29 febrero, 2016

Días que no volverán... hasta dentro de 4 años

Pues sí, me encantan estas cosas raras más que a un tonto una vereda o un lápiz... Me encantan estos días casi únicos, especímenes raros que sólo podemos vivir 20 ó 25 años en nuestra vida, estos 29 de febrero que nos recuerdan que inexorablemente el tiempo pasa, y 4 años que antes eran media vida, ahora son un suspiro, que ni te digo para alguien que peina 90 de ellos en el calendario...

Hoy es 29 de febrero, y por primera vez en 10 años de la bitácora (que me acuerde), reconozco que este post lo escribí hace días; concretamente empecé a escribirlo el 4 de febrero, y mientras ando a cientos de kilómetros de casa, leyendo en los carteles un idioma distinto al mío, se ha publicado automáticamente, programado esperando con ilusión que nuevamente el destino me diese esos 25 días más de vida, que a muchos no se los dará, y cruzo los dedos ahora mismo, 4 de febrero para que el destino me los conceda, probable, sí, muy probable dado que aún estoy en la treintena, pero quién sabe...

Pero echemos un vistazo a la historia, que es la que muchas veces nos guía en nuestro camino, ayudándonos a evitar repetir los errores y ayudándonos mostrándonos esos aciertos: La primera vez que escribí un post  un 29 de febrero fue hace ya 8 años, y lo titulé, cómo no "Mi artículo de cada 4 años", cómo no sintiendo único ese día y recordando las efemérides importantes... Releyéndolo se me cae el alma al suelo, pues veo que el 29 de febrero es el día de las enfermedades raras, sin saber por entonces en 2008 que tendría que convivir con una unos años más adelante, justo de la manera tan dura como preveía...  La segunda vez fue hace menos, aunque parece que hubiera sido ayer, fue hace 4 años, y la titulé "Conjunción de astros", pensando, planteándome que quizá los 29 de febrero sean simples regalos que los astros nos hacen, días en los que todo es posible, y en los que sólo por un día el mundo sea el mejor lugar para vivir.

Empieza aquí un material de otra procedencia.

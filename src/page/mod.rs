// src/page/mod.rs
//! One full pass of upload, extraction and answering, and its HTML view

mod markdown;
mod new;
mod run;
mod render_html;

pub use render_html::{render_error_page, render_page, ANSWER_LABEL, ERROR_PREFIX};

use std::sync::Arc;

use serde::Serialize;

use crate::document::{BatchLoader, ExtractedDocument};
use crate::ollama::ChatBackend;

/// What the answer area shows after a render cycle
#[derive(Debug, Clone, PartialEq, Eq, Serialize)]
#[serde(tag = "kind", content = "text", rename_all = "snake_case")]
pub enum AnswerBlock {
    Answer(String),
    Error(String),
}

/// Everything one render cycle produced
#[derive(Debug, Clone, Default, PartialEq, Eq, Serialize)]
pub struct PageView {
    pub documents: Vec<ExtractedDocument>,
    /// Shown once at least one file was uploaded
    pub show_question: bool,
    pub question: String,
    pub answer: Option<AnswerBlock>,
}

/// Recomputes the page from scratch for every submitted form.
///
/// Holds no state between cycles: extraction and answering always run again.
#[derive(Clone)]
pub struct RenderCycle {
    loader: BatchLoader,
    backend: Arc<dyn ChatBackend>,
    model: String,
    context_char_limit: usize,
}

impl std::fmt::Debug for RenderCycle {
    fn fmt(&self, f: &mut std::fmt::Formatter<'_>) -> std::fmt::Result {
        f.debug_struct("RenderCycle")
            .field("loader", &self.loader)
            .field("model", &self.model)
            .field("context_char_limit", &self.context_char_limit)
            .finish_non_exhaustive()
    }
}
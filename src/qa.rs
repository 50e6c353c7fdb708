//! Prompt construction and the single model call behind each answer

use crate::error::Result;
use crate::log_debug;
use crate::ollama::{ChatBackend, ChatMessage};
use crate::util::string::StringUtils;

pub const DEFAULT_MODEL: &str = "mistral";

/// Fill the fixed prompt template with document text and the user question.
pub fn build_prompt(context: &str, question: &str) -> String {
    format!(
        "You are a helpful assistant. Use the following PDF content to answer the question.\n\
         \n\
         PDF Content:\n\
         {context}\n\
         \n\
         Question: {question}\n\
         Answer:"
    )
}

/// The first `limit` characters of the joined document text.
pub fn truncate_context(text: &str, limit: usize) -> &str {
    StringUtils::truncate_chars(text, limit)
}

/// Ask `model` about `context`. The caller truncates the context first.
///
/// Sends one user message and returns the reply trimmed of surrounding
/// whitespace. Errors are returned as-is, with no retry.
pub async fn answer_question(
    backend: &dyn ChatBackend,
    model: &str,
    context: &str,
    question: &str,
) -> Result<String> {
    let prompt = build_prompt(context, question);
    log_debug!("Prompt length: {} chars", prompt.chars().count());

    let reply = backend.chat(model, vec![ChatMessage::user(prompt)]).await?;
    Ok(reply.trim().to_string())
}
pub mod config;
pub mod document;
pub mod error;
pub mod ollama;
pub mod page;
pub mod qa;
pub mod server;
pub mod util;

pub use config::AppConfig;
pub use error::{PdfQaError, Result};
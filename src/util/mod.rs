pub mod log;
pub mod string;
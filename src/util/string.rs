pub struct StringUtils {}

impl StringUtils {
    pub fn maybe_pluralize((singular, plural) : (&str, &str), qty: usize) -> String {
        format!("{}", if qty == 1 { singular } else { plural })
    }

    pub fn maybe_pluralize_count(count: usize, (singular, plural) : (&str, &str)) -> String {
        format!("{} {}", count, Self::maybe_pluralize((singular, plural), count))
    }

    /// The first `limit` characters of `text`, cut on a char boundary.
    pub fn truncate_chars(text: &str, limit: usize) -> &str {
        match text.char_indices().nth(limit) {
            Some((byte_index, _)) => &text[..byte_index],
            None => text,
        }
    }

    /// Escape text for use inside HTML element content or attribute values.
    pub fn escape_html(text: &str) -> String {
        let mut escaped = String::with_capacity(text.len());
        for ch in text.chars() {
            match ch {
                '&' => escaped.push_str("&amp;"),
                '<' => escaped.push_str("&lt;"),
                '>' => escaped.push_str("&gt;"),
                '"' => escaped.push_str("&quot;"),
                '\'' => escaped.push_str("&#39;"),
                _ => escaped.push(ch),
            }
        }
        escaped
    }
}

#[cfg(test)]
mod tests {
    use super::*;

    #[test]
    fn test_pluralize_count() {
        assert_eq!(StringUtils::maybe_pluralize_count(1, ("document", "documents")), "1 document");
        assert_eq!(StringUtils::maybe_pluralize_count(0, ("document", "documents")), "0 documents");
    }

    #[test]
    fn test_truncate_shorter_text_is_unchanged() {
        assert_eq!(StringUtils::truncate_chars("Hello World", 4000), "Hello World");
    }

    #[test]
    fn test_truncate_counts_characters_not_bytes() {
        let text = "héllo wörld";
        assert_eq!(StringUtils::truncate_chars(text, 5), "héllo");
        assert_eq!(StringUtils::truncate_chars(text, 0), "");
    }

    #[test]
    fn test_truncate_at_exact_length() {
        assert_eq!(StringUtils::truncate_chars("abc", 3), "abc");
    }

    #[test]
    fn test_escape_html() {
        assert_eq!(
            StringUtils::escape_html("<b>\"Q&A\"</b> it's"),
            "&lt;b&gt;&quot;Q&amp;A&quot;&lt;/b&gt; it&#39;s"
        );
    }
}
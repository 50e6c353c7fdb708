use std::sync::Arc;

use crate::document::BatchLoader;
use crate::ollama::ChatBackend;

use super::RenderCycle;

impl RenderCycle {
    pub fn new(
        loader: BatchLoader,
        backend: Arc<dyn ChatBackend>,
        model: impl Into<String>,
        context_char_limit: usize,
    ) -> Self {
        Self {
            loader,
            backend,
            model: model.into(),
            context_char_limit,
        }
    }

    pub fn model(&self) -> &str {
        &self.model
    }
}
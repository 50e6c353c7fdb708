// src/config.rs
// Application configuration, read from a YAML file

use serde::{Deserialize, Serialize};
use std::fs;
use std::net::SocketAddr;
use std::path::{Path, PathBuf};
use std::time::Duration;

use crate::error::{PdfQaError, Result};

pub const DEFAULT_CONFIG_PATH: &str = "./config.yml";

/// Runtime settings for the server, the Ollama client and the render cycle.
///
/// Every field has a default, so an empty or missing file is a valid config.
#[derive(Debug, Clone, Serialize, Deserialize, PartialEq)]
#[serde(default)]
pub struct AppConfig {
    pub bind_addr: SocketAddr,
    pub ollama_endpoint: String,
    pub model: String,
    /// Number of characters of joined document text sent to the model
    pub context_char_limit: usize,
    /// `None` waits on the model for as long as it takes
    pub request_timeout_secs: Option<u64>,
    pub max_upload_bytes: usize,
    pub temp_dir: Option<PathBuf>,
    pub log_dir: PathBuf,
}

impl Default for AppConfig {
    fn default() -> Self {
        Self {
            bind_addr: SocketAddr::from(([127, 0, 0, 1], 8501)),
            ollama_endpoint: "http://localhost:11434".to_string(),
            model: crate::qa::DEFAULT_MODEL.to_string(),
            context_char_limit: 4000,
            request_timeout_secs: None,
            max_upload_bytes: 200 * 1024 * 1024,
            temp_dir: None,
            log_dir: PathBuf::from("./logs"),
        }
    }
}

impl AppConfig {
    /// Load config from `path`; a missing file yields the defaults.
    pub fn load(path: &Path) -> Result<Self> {
        if !path.exists() {
            tracing::info!("No config at {}, using defaults", path.display());
            return Ok(Self::default());
        }

        let content = fs::read_to_string(path)?;
        let config = Self::from_yaml(&content)?;
        tracing::info!("Loaded config from {}", path.display());
        Ok(config)
    }

    pub fn from_yaml(content: &str) -> Result<Self> {
        // serde_yaml reads an empty document as unit, not as an empty map
        if content.trim().is_empty() {
            return Ok(Self::default());
        }
        let config: AppConfig = serde_yaml::from_str(content)?;
        config.validate()?;
        Ok(config)
    }

    pub fn validate(&self) -> Result<()> {
        if self.context_char_limit == 0 {
            return Err(PdfQaError::Config("context_char_limit must be greater than 0".to_string()));
        }
        if self.max_upload_bytes == 0 {
            return Err(PdfQaError::Config("max_upload_bytes must be greater than 0".to_string()));
        }
        if self.model.trim().is_empty() {
            return Err(PdfQaError::Config("model must not be empty".to_string()));
        }

        let endpoint = url::Url::parse(&self.ollama_endpoint)
            .map_err(|e| PdfQaError::Config(format!("invalid ollama_endpoint '{}': {}", self.ollama_endpoint, e)))?;
        match endpoint.scheme() {
            "http" | "https" => Ok(()),
            other => Err(PdfQaError::Config(format!(
                "ollama_endpoint must use http or https, got '{}'",
                other
            ))),
        }
    }

    pub fn request_timeout(&self) -> Option<Duration> {
        self.request_timeout_secs.map(Duration::from_secs)
    }
}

Pero eso fue hace 4 y 8 años, "anti-respectivamente", y me pregunto: ¿qué palabra hay para decir que lo último que has dicho se refiere a lo penúltimo que pusiste hace un rato y lo penúltimo que has puesto se refiere a lo último?  En fin, haberla la habrá, pero como no la leí nunca ni la escuché tampoco, así me la invento, como podría también ser: "viceverspectivamente"... En fin, se me va la cabeza con las pequeñas cosas, cuestión de tener un TDAH de manual, quizá una ascendencia de Asperger o quién sabe si una ascendencia de Leo en Escorpio, cosas de las conjunciones de astros.

¿Quién de nosotros estará aquí para leer en 2018 mi cuarta entrada de 29 de febrero? ¿Estaremos alguno aquí aún, estará el propio escritor que ahora habla de él en tercera persona, víctima de trastorno de doble-triple y cuádruple personalidad?  Lo dudo, quizá alguno de ellos haya sobrevivido para escribirlo, para contarlo... arrieros somos y en el camino nos encontraremos, a la ida o a la vuelta.